§ **Your instructions**
Every line below should be repeated exactly.

§ **Entries supplied**
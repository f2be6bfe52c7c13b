//! Upstream payload normalization
//!
//! The feed wraps its JSON in a JSONP-style decoration. The decoration
//! tokens are stripped, the `Rates` records decoded, and each record for a
//! known instrument turned into a mid-price `Quote`. Prices are read from
//! their literal text so no binary float ever touches them.

use crate::error::RelayError;
use rust_decimal::Decimal;
use serde::Deserialize;
use std::str::FromStr;
use tracing::warn;
use types::instrument::InstrumentCatalog;
use types::numeric::mid_price;
use types::sample::Quote;

/// Tokens removed from the raw body before decoding.
const DECORATION_TOKENS: [&str; 4] = ["null", "(", ")", ";"];

#[derive(Debug, Deserialize)]
struct RatesPayload {
    #[serde(rename = "Rates")]
    rates: Vec<RawRate>,
}

#[derive(Debug, Deserialize)]
struct RawRate {
    #[serde(rename = "Symbol")]
    symbol: String,
    #[serde(rename = "Bid")]
    bid: serde_json::Number,
    #[serde(rename = "Ask")]
    ask: serde_json::Number,
}

/// Remove the decoration tokens.
pub fn strip_decoration(raw: &str) -> String {
    DECORATION_TOKENS
        .iter()
        .fold(raw.to_string(), |body, token| body.replace(token, ""))
}

/// Exact when the literal fits; digits beyond the decimal's precision are
/// rounded off. Magnitudes outside the decimal range are an error.
fn to_decimal(number: &serde_json::Number) -> Result<Decimal, RelayError> {
    let text = number.to_string();
    Decimal::from_str_exact(&text)
        .or_else(|_| Decimal::from_str(&text))
        .or_else(|_| Decimal::from_scientific(&text))
        .map_err(|e| RelayError::Parse(format!("price {} is not a decimal: {}", text, e)))
}

/// Decode one upstream body into this cycle's quotes.
///
/// Records for symbols outside the catalog are skipped. A known record
/// whose prices cannot be represented is dropped with a warning; only a
/// body that does not decode at all rejects the payload.
pub fn normalize(raw: &str, catalog: &InstrumentCatalog) -> Result<Vec<Quote>, RelayError> {
    let cleaned = strip_decoration(raw);
    let payload: RatesPayload = serde_json::from_str(&cleaned)
        .map_err(|e| RelayError::Parse(format!("Invalid quote payload: {}", e)))?;

    let mut quotes = Vec::with_capacity(payload.rates.len());
    for rate in payload.rates {
        let Some(instrument_id) = catalog.id_of(&rate.symbol) else {
            continue;
        };
        let (bid, ask) = match (to_decimal(&rate.bid), to_decimal(&rate.ask)) {
            (Ok(bid), Ok(ask)) => (bid, ask),
            (Err(e), _) | (_, Err(e)) => {
                warn!(symbol = %rate.symbol, error = %e, "Unrepresentable price, record dropped");
                continue;
            }
        };
        match mid_price(bid, ask) {
            Some(value) => quotes.push(Quote::new(instrument_id, value)),
            None => warn!(
                symbol = %rate.symbol,
                %bid,
                %ask,
                "Mid-price out of decimal range, record dropped"
            ),
        }
    }
    Ok(quotes)
}

#[cfg(test)]
mod tests {
    use super::*;
    use crate::testing::rates_body;
    use types::ids::InstrumentId;
    use types::instrument::{Instrument, Symbol};

    fn d(s: &str) -> Decimal {
        Decimal::from_str(s).unwrap()
    }

    fn catalog() -> InstrumentCatalog {
        InstrumentCatalog::from_instruments([
            Instrument::new(InstrumentId::new(1), Symbol::parse("EURUSD").unwrap()),
            Instrument::new(InstrumentId::new(2), Symbol::parse("GBPUSD").unwrap()),
        ])
    }

    #[test]
    fn test_strip_decoration() {
        assert_eq!(strip_decoration("null({\"a\":1});"), "{\"a\":1}");
    }

    #[test]
    fn test_mid_price_per_known_symbol() {
        let body = rates_body(&[("EURUSD", "1.1000", "1.1002"), ("GBPUSD", "1.2700", "1.2704")]);
        let quotes = normalize(&body, &catalog()).unwrap();

        assert_eq!(
            quotes,
            vec![
                Quote::new(InstrumentId::new(1), d("1.1001")),
                Quote::new(InstrumentId::new(2), d("1.2702")),
            ]
        );
    }

    #[test]
    fn test_unknown_symbol_dropped_without_affecting_others() {
        let body = rates_body(&[
            ("USDJPY", "151.10", "151.12"),
            ("eurusd", "1.1000", "1.1002"),
        ]);
        let quotes = normalize(&body, &catalog()).unwrap();

        assert_eq!(quotes, vec![Quote::new(InstrumentId::new(1), d("1.1001"))]);
    }

    #[test]
    fn test_no_float_rounding() {
        let body = rates_body(&[("EURUSD", "0.1", "0.2"), ("GBPUSD", "1.123456789012345678", "1.123456789012345679")]);
        let quotes = normalize(&body, &catalog()).unwrap();

        assert_eq!(quotes[0].value, d("0.15"));
        assert_eq!(quotes[1].value, d("1.1234567890123456785"));
    }

    #[test]
    fn test_excess_precision_is_rounded_not_fatal() {
        let body = rates_body(&[
            ("EURUSD", "1.1000", "1.1002"),
            ("GBPUSD", "1.123456789012345678901234567891", "1.123456789012345678901234567891"),
        ]);
        let quotes = normalize(&body, &catalog()).unwrap();

        assert_eq!(quotes.len(), 2);
        assert_eq!(quotes[0], Quote::new(InstrumentId::new(1), d("1.1001")));
        assert_eq!(quotes[1].instrument_id, InstrumentId::new(2));
        assert_eq!(quotes[1].value.round_dp(20), d("1.12345678901234567890"));
    }

    #[test]
    fn test_out_of_range_record_dropped_without_affecting_others() {
        let body = rates_body(&[("GBPUSD", "1e40", "1e40"), ("EURUSD", "1.1000", "1.1002")]);
        let quotes = normalize(&body, &catalog()).unwrap();

        assert_eq!(quotes, vec![Quote::new(InstrumentId::new(1), d("1.1001"))]);
    }

    #[test]
    fn test_integer_prices() {
        let body = rates_body(&[("EURUSD", "1", "2")]);
        let quotes = normalize(&body, &catalog()).unwrap();
        assert_eq!(quotes[0].value, d("1.5"));
    }

    #[test]
    fn test_undecodable_payload_is_parse_error() {
        let result = normalize("<html>maintenance</html>", &catalog());
        assert!(matches!(result, Err(RelayError::Parse(_))));

        let result = normalize("null({\"Quotes\":[]});", &catalog());
        assert!(matches!(result, Err(RelayError::Parse(_))));
    }

    #[test]
    fn test_empty_rates() {
        let quotes = normalize("null({\"Rates\":[]});", &catalog()).unwrap();
        assert!(quotes.is_empty());
    }
}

§ **Task output**
repository f2be6bfe52c7c13b
//! Upstream payload normalization
//!
//! The feed wraps its JSON in a JSONP-style decoration. The decoration
//! tokens are stripped, the `Rates` records decoded, and each record for a
//! known instrument turned into a mid-price `Quote`. Prices are read from
//! their literal text so no binary float ever touches them.

use crate::error::RelayError;
use rust_decimal::Decimal;
use serde::Deserialize;
use std::str::FromStr;
use tracing::warn;
use types::instrument::InstrumentCatalog;
use types::numeric::mid_price;
use types::sample::Quote;

/// Tokens removed from the raw body before decoding.
const DECORATION_TOKENS: [&str; 4] = ["null", "(", ")", ";"];

#[derive(Debug, Deserialize)]
struct RatesPayload {
    #[serde(rename = "Rates")]
    rates: Vec<RawRate>,
}

#[derive(Debug, Deserialize)]
struct RawRate {
    #[serde(rename = "Symbol")]
    symbol: String,
    #[serde(rename = "Bid")]
    bid: serde_json::Number,
    #[serde(rename = "Ask")]
    ask: serde_json::Number,
}

/// Remove the decoration tokens.
pub fn strip_decoration(raw: &str) -> String {
    DECORATION_TOKENS
        .iter()
        .fold(raw.to_string(), |body, token| body.replace(token, ""))
}

/// Exact when the literal fits; digits beyond the decimal's precision are
/// rounded off. Magnitudes outside the decimal range are an error.
fn to_decimal(number: &serde_json::Number) -> Result<Decimal, RelayError> {
    let text = number.to_string();
    Decimal::from_str_exact(&text)
        .or_else(|_| Decimal::from_str(&text))
        .or_else(|_| Decimal::from_scientific(&text))
        .map_err(|e| RelayError::Parse(format!("price {} is not a decimal: {}", text, e)))
}

/// Decode one upstream body into this cycle's quotes.
///
/// Records for symbols outside the catalog are skipped. A known record
/// whose prices cannot be represented is dropped with a warning; only a
/// body that does not decode at all rejects the payload.
pub fn normalize(raw: &str, catalog: &InstrumentCatalog) -> Result<Vec<Quote>, RelayError> {
    let cleaned = strip_decoration(raw);
    let payload: RatesPayload = serde_json::from_str(&cleaned)
        .map_err(|e| RelayError::Parse(format!("Invalid quote payload: {}", e)))?;

    let mut quotes = Vec::with_capacity(payload.rates.len());
    for rate in payload.rates {
        let Some(instrument_id) = catalog.id_of(&rate.symbol) else {
            continue;
        };
        let (bid, ask) = match (to_decimal(&rate.bid), to_decimal(&rate.ask)) {
            (Ok(bid), Ok(ask)) => (bid, ask),
            (Err(e), _) | (_, Err(e)) => {
                warn!(symbol = %rate.symbol, error = %e, "Unrepresentable price, record dropped");
                continue;
            }
        };
        match mid_price(bid, ask) {
            Some(value) => quotes.push(Quote::new(instrument_id, value)),
            None => warn!(
                symbol = %rate.symbol,
                %bid,
                %ask,
                "Mid-price out of decimal range, record dropped"
            ),
        }
    }
    Ok(quotes)
}

#[cfg(test)]
mod tests {
    use super::*;
    use crate::testing::rates_body;
    use types::ids::InstrumentId;
    use types::instrument::{Instrument, Symbol};

    fn d(s: &str) -> Decimal {
        Decimal::from_str(s).unwrap()
    }

    fn catalog() -> InstrumentCatalog {
        InstrumentCatalog::from_instruments([
            Instrument::new(InstrumentId::new(1), Symbol::parse("EURUSD").unwrap()),
            Instrument::new(InstrumentId::new(2), Symbol::parse("GBPUSD").unwrap()),
        ])
    }

    #[test]
    fn test_strip_decoration() {
        assert_eq!(strip_decoration("null({\"a\":1});"), "{\"a\":1}");
    }

    #[test]
    fn test_mid_price_per_known_symbol() {
        let body = rates_body(&[("EURUSD", "1.1000", "1.1002"), ("GBPUSD", "1.2700", "1.2704")]);
        let quotes = normalize(&body, &catalog()).unwrap();

        assert_eq!(
            quotes,
            vec![
                Quote::new(InstrumentId::new(1), d("1.1001")),
                Quote::new(InstrumentId::new(2), d("1.2702")),
            ]
        );
    }

    #[test]
    fn test_unknown_symbol_dropped_without_affecting_others() {
        let body = rates_body(&[
            ("USDJPY", "151.10", "151.12"),
            ("eurusd", "1.1000", "1.1002"),
        ]);
        let quotes = normalize(&body, &catalog()).unwrap();

        assert_eq!(quotes, vec![Quote::new(InstrumentId::new(1), d("1.1001"))]);
    }

    #[test]
    fn test_no_float_rounding() {
        let body = rates_body(&[("EURUSD", "0.1", "0.2"), ("GBPUSD", "1.123456789012345678", "1.123456789012345679")]);
        let quotes = normalize(&body, &catalog()).unwrap();

        assert_eq!(quotes[0].value, d("0.15"));
        assert_eq!(quotes[1].value, d("1.1234567890123456785"));
    }

    #[test]
    fn test_excess_precision_is_rounded_not_fatal() {
        let body = rates_body(&[
            ("EURUSD", "1.1000", "1.1002"),
            ("GBPUSD", "1.123456789012345678901234567891", "1.123456789012345678901234567891"),
        ]);
        let quotes = normalize(&body, &catalog()).unwrap();

        assert_eq!(quotes.len(), 2);
        assert_eq!(quotes[0], Quote::new(InstrumentId::new(1), d("1.1001")));
        assert_eq!(quotes[1].instrument_id, InstrumentId::new(2));
        assert_eq!(quotes[1].value.round_dp(20), d("1.12345678901234567890"));
    }

    #[test]
    fn test_out_of_range_record_dropped_without_affecting_others() {
        let body = rates_body(&[("GBPUSD", "1e40", "1e40"), ("EURUSD", "1.1000", "1.1002")]);
        let quotes = normalize(&body, &catalog()).unwrap();

        assert_eq!(quotes, vec![Quote::new(InstrumentId::new(1), d("1.1001"))]);
    }

    #[test]
    fn test_integer_prices() {
        let body = rates_body(&[("EURUSD", "1", "2")]);
        let quotes = normalize(&body, &catalog()).unwrap();
        assert_eq!(quotes[0].value, d("1.5"));
    }

    #[test]
    fn test_undecodable_payload_is_parse_error() {
        let result = normalize("<html>maintenance</html>", &catalog());
        assert!(matches!(result, Err(RelayError::Parse(_))));

        let result = normalize("null({\"Quotes\":[]});", &catalog());
        assert!(matches!(result, Err(RelayError::Parse(_))));
    }

    #[test]
    fn test_empty_rates() {
        let quotes = normalize("null({\"Rates\":[]});", &catalog()).unwrap();
        assert!(quotes.is_empty());
    }
}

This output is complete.